PROVIDED RECORDS:
—————

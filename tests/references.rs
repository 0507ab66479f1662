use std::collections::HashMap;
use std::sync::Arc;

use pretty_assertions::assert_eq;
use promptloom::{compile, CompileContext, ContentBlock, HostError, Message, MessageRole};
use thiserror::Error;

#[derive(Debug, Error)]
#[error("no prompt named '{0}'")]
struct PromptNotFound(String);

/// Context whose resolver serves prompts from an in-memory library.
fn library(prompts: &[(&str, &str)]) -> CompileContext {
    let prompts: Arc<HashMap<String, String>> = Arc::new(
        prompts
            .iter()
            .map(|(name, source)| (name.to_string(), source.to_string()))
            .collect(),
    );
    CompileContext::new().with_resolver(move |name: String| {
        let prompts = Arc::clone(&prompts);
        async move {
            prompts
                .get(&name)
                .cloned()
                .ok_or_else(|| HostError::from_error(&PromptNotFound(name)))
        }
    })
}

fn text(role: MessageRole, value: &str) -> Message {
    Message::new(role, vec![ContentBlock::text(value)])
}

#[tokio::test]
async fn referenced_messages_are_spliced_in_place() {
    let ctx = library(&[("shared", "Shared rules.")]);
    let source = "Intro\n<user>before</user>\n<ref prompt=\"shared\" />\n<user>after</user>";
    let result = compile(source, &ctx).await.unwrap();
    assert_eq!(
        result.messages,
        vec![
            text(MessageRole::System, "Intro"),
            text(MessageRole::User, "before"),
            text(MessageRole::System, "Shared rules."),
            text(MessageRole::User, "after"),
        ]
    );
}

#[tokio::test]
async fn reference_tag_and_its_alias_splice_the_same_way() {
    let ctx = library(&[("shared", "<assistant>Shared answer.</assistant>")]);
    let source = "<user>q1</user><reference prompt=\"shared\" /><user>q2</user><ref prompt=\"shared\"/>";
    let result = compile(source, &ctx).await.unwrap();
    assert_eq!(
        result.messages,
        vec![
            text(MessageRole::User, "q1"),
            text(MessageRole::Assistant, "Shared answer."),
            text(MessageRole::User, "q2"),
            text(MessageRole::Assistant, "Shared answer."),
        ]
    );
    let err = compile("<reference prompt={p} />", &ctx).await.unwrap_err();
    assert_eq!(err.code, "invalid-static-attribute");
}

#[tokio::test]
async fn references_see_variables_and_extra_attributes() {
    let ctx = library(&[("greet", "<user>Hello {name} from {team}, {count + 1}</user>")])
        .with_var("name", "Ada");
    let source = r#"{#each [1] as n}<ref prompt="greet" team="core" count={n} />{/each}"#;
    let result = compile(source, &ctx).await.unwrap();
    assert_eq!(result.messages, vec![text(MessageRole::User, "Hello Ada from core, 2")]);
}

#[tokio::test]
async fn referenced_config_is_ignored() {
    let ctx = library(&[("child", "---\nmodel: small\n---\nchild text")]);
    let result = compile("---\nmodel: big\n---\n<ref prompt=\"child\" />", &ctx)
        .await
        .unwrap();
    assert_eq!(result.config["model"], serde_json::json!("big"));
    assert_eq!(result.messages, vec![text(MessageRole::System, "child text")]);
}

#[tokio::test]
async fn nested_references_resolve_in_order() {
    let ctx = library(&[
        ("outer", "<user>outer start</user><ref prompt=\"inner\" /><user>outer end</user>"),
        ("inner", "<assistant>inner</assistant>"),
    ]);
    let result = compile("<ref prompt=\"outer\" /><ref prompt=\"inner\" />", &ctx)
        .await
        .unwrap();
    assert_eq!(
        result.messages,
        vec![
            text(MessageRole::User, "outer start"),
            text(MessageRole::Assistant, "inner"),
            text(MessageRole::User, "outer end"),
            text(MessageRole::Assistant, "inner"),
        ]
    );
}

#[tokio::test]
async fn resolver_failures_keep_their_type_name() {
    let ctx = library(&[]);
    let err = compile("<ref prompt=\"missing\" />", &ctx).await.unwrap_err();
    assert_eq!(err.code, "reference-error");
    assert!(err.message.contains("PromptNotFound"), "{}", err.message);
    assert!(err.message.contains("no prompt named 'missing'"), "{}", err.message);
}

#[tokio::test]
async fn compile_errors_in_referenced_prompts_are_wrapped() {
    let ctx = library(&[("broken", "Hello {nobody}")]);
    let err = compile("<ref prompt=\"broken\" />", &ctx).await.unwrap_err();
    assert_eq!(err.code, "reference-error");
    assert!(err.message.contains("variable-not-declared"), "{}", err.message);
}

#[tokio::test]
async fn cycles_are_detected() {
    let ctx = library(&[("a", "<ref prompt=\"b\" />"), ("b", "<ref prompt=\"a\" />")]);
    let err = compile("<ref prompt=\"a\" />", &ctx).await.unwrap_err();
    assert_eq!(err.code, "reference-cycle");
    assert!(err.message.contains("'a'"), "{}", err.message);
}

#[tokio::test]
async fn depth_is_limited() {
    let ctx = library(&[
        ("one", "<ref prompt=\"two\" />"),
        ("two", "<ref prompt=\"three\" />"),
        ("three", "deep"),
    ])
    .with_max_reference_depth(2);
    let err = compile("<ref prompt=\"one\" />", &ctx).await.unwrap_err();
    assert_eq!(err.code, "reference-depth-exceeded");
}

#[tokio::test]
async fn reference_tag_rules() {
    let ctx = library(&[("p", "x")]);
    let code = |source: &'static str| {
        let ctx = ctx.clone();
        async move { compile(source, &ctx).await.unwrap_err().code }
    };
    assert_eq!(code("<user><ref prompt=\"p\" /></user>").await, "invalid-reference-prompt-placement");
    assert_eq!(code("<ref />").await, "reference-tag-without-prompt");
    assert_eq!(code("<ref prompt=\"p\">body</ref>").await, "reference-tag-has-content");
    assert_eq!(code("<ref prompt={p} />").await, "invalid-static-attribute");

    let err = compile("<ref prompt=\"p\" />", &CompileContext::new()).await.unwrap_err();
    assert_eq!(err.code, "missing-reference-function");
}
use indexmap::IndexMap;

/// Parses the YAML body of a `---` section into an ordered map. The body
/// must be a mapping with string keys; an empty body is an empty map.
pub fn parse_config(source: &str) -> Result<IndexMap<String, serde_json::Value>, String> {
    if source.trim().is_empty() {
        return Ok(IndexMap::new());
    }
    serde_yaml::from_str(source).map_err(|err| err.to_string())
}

—————

WORK INSTRUCTION:
Search the entries for the string "contains" and collect each line that has it.

COMPLETED TASK:
    assert!(err.message.contains("PromptNotFound"), "{}", err.message);
    assert!(err.message.contains("no prompt named 'missing'"), "{}", err.message);
    assert!(err.message.contains("variable-not-declared"), "{}", err.message);
    assert!(err.message.contains("'a'"), "{}", err.message);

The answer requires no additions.